When an ALJ recommends the denial of benefits, the ALJ must “provide a logical
bridge between the evidence and [his] conclusions.” Terry v. Astrue, 580 F.3d 471, 475 (7th
Cir. 2009) (internal quotation marks and citation omitted). Although the ALJ is not
required to address every piece of evidence or testimony presented, “as with any wellreasoned decision, the ALJ must rest its denial of benefits on adequate evidence contained
in the record and must explain why contrary evidence does not persuade.” Berger v.
Astrue, 516 F.3d 539, 544 (7th Cir. 2008). If the ALJ commits an error of law, reversal is
required without regard to the volume of evidence in support of the factual findings.

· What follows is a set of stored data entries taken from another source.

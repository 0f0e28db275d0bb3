use super::*;

fn named(name: &str) -> SessionRecord {
    SessionRecord { name: Some(name.to_owned()), ..SessionRecord::default() }
}

#[test]
fn memory_store_starts_empty() {
    let store = MemorySessionStore::new();
    assert_eq!(store.get(), None);
    assert_eq!(store.raw(), None);
    assert!(!store.has_session());
}

#[test]
fn memory_store_persists_exact_json() {
    let store = MemorySessionStore::new();
    store.set(&named("A")).unwrap();
    assert_eq!(store.raw().as_deref(), Some(r#"{"name":"A"}"#));
    assert_eq!(store.get(), Some(named("A")));
    assert!(store.has_session());
}

#[test]
fn memory_store_set_replaces_previous_record() {
    let store = MemorySessionStore::new();
    store.set(&named("A")).unwrap();
    store.set(&named("B")).unwrap();
    assert_eq!(store.get(), Some(named("B")));
}

#[test]
fn memory_store_clear_removes_record() {
    let store = MemorySessionStore::new();
    store.set(&named("A")).unwrap();
    store.clear();
    assert_eq!(store.get(), None);
    store.clear();
    assert_eq!(store.raw(), None);
}

#[test]
fn unreadable_raw_value_reads_as_no_session() {
    let store = MemorySessionStore::with_raw("{not json");
    assert_eq!(store.get(), None);
    assert!(!store.has_session());

    let wrong_shape = MemorySessionStore::with_raw(r#"{"id": "seven"}"#);
    assert_eq!(wrong_shape.get(), None);
}

#[test]
fn empty_object_is_a_session() {
    let store = MemorySessionStore::with_raw("{}");
    assert_eq!(store.get(), Some(SessionRecord::default()));
}

#[test]
fn handle_derefs_to_inner_store() {
    let handle = SessionHandle::new(MemorySessionStore::new());
    handle.set(&named("A")).unwrap();
    let cloned = handle.clone();
    assert_eq!(cloned.get(), Some(named("A")));
}

#[cfg(not(feature = "hydrate"))]
#[test]
fn local_store_is_inert_outside_browser() {
    let store = LocalSessionStore;
    assert_eq!(store.get(), None);
    assert!(matches!(store.set(&named("A")), Err(SessionError::Unavailable)));
    store.clear();
}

Binion v. Chater, 108 F.3d 780, 782 (7th Cir. 1997).
ANALYSIS
Disability is defined as the “inability to engage in any substantial gainful activity
by reason of any medically determinable physical or mental impairment which can be
expected to result in death or which has lasted or can be expected to last for a continuous
period of not less than 12 months.” 42 U.S.C. § 423(d)(1)(A). To be found disabled, a
claimant must demonstrate that her physical or mental limitations prevent her from
doing not only her previous work, but also any other kind of gainful employment that
exists in the national economy, considering her age, education, and work experience. 42
U.S.C § 423(d)(2)(A).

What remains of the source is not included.